▶ _WHAT TO WORK ON_
Keep only those lines of the records that include the string "concurrency".

** Opening SOURCE DATA block **

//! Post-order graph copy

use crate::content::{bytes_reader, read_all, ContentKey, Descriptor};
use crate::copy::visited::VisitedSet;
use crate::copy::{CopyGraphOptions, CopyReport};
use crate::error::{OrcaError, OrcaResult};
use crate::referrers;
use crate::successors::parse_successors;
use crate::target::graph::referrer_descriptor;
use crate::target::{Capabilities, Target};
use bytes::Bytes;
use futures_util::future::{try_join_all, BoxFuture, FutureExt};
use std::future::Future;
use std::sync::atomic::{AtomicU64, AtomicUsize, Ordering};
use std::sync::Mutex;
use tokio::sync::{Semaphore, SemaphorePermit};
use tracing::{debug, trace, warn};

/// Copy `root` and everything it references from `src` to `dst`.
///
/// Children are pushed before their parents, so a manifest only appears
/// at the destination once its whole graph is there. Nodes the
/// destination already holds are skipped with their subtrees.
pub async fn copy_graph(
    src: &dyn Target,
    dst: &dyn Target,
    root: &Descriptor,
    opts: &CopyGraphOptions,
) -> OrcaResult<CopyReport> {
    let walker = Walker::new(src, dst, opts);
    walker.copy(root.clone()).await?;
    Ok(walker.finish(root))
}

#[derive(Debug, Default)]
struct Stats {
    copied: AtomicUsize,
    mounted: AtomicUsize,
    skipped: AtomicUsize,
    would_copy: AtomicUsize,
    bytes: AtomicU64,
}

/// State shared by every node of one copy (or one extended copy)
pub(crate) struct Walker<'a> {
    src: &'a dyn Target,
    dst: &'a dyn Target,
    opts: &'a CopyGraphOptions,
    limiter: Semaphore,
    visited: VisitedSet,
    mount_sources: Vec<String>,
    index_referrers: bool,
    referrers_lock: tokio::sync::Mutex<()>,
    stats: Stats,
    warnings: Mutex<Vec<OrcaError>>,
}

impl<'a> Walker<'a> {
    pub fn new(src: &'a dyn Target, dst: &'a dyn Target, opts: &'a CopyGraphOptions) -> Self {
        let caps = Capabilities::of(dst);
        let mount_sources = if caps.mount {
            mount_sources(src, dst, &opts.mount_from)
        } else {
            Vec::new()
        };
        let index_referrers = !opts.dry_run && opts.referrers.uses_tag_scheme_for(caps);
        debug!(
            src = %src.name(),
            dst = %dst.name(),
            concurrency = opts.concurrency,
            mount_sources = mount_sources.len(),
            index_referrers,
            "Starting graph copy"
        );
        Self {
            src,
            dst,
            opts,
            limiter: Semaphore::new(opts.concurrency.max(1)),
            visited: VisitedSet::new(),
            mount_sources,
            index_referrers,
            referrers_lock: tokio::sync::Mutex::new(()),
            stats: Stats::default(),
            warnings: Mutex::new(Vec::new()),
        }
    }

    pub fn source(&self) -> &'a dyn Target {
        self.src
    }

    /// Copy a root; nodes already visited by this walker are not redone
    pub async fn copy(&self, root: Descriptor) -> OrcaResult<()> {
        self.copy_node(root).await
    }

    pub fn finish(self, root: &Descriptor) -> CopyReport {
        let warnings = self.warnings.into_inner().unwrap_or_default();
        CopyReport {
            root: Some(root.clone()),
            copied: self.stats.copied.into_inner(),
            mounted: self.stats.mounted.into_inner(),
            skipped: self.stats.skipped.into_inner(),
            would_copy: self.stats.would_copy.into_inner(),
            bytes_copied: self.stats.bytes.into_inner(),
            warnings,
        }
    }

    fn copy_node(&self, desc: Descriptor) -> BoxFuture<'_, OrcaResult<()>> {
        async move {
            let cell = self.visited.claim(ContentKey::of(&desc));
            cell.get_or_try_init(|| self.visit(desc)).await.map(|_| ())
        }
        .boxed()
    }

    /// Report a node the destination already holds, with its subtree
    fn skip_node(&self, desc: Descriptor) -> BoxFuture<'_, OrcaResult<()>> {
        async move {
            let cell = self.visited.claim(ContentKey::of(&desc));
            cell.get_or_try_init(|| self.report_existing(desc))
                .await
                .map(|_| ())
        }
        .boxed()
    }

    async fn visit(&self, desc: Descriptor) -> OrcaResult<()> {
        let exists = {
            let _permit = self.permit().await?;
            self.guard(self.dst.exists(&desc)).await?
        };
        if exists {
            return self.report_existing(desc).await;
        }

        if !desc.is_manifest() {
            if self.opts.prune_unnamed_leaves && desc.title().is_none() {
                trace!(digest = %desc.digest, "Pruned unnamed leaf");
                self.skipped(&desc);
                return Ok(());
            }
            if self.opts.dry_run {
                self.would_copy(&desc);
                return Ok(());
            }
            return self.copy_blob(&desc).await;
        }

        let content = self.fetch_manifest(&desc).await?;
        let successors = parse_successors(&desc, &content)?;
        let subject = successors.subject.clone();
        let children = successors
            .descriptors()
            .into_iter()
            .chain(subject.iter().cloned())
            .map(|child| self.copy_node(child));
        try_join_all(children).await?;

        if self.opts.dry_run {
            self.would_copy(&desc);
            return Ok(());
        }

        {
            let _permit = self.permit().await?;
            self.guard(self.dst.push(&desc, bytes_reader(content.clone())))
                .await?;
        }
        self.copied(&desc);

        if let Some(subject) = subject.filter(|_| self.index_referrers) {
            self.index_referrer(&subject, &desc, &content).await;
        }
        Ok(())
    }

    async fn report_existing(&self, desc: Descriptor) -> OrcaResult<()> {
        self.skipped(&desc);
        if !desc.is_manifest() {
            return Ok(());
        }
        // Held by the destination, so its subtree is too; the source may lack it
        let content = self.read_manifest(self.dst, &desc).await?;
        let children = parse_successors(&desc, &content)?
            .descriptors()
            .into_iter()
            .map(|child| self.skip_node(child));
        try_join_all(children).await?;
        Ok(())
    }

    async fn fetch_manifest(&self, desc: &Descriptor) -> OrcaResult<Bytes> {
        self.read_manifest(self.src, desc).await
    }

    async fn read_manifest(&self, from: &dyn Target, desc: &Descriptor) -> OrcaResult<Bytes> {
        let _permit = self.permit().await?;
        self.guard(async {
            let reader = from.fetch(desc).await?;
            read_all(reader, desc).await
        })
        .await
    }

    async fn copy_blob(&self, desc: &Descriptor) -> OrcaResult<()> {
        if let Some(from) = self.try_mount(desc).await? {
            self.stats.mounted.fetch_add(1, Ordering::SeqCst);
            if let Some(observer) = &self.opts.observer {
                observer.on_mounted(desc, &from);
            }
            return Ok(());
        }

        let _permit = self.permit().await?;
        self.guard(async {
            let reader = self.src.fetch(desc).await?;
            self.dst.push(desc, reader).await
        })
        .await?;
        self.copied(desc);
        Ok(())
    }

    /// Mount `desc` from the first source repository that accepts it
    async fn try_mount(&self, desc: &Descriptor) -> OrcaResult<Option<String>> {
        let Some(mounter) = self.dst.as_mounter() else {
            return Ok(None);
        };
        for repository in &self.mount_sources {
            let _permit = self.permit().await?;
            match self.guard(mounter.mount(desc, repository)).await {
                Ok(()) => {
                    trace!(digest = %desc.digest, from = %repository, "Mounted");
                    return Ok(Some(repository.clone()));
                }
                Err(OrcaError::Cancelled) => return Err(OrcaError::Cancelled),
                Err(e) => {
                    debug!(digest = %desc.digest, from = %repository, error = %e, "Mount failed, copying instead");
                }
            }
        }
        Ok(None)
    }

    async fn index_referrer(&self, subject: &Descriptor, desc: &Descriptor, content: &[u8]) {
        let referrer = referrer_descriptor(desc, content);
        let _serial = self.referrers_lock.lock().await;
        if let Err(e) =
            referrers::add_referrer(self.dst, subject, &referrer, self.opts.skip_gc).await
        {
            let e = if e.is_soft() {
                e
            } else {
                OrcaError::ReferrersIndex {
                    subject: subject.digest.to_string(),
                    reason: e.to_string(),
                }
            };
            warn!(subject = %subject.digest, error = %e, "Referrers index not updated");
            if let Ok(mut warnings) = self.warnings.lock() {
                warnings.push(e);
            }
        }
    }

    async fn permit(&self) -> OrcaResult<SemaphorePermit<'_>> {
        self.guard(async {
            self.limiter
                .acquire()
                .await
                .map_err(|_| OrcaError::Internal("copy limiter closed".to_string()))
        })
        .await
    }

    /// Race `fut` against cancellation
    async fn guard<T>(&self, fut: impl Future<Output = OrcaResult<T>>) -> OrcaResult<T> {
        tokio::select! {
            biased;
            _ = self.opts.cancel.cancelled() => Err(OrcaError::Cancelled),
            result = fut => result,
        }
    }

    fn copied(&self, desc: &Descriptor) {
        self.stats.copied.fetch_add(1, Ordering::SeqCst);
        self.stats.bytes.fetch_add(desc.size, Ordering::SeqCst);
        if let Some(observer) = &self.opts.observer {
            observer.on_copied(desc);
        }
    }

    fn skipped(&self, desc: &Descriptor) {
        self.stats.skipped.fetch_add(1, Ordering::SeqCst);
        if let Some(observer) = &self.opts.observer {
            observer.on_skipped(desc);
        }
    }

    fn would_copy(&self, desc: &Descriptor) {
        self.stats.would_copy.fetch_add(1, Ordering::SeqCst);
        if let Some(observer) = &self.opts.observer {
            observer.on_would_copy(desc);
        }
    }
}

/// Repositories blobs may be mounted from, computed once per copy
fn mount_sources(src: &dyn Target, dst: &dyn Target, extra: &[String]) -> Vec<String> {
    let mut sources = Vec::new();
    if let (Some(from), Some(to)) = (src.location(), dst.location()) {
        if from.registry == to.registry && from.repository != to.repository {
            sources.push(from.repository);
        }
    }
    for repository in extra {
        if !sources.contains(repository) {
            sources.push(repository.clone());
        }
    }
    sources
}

** Closing SOURCE DATA block **

▶ _REPLY TO THE EXERCISE_
            concurrency = opts.concurrency,
            limiter: Semaphore::new(opts.concurrency.max(1)),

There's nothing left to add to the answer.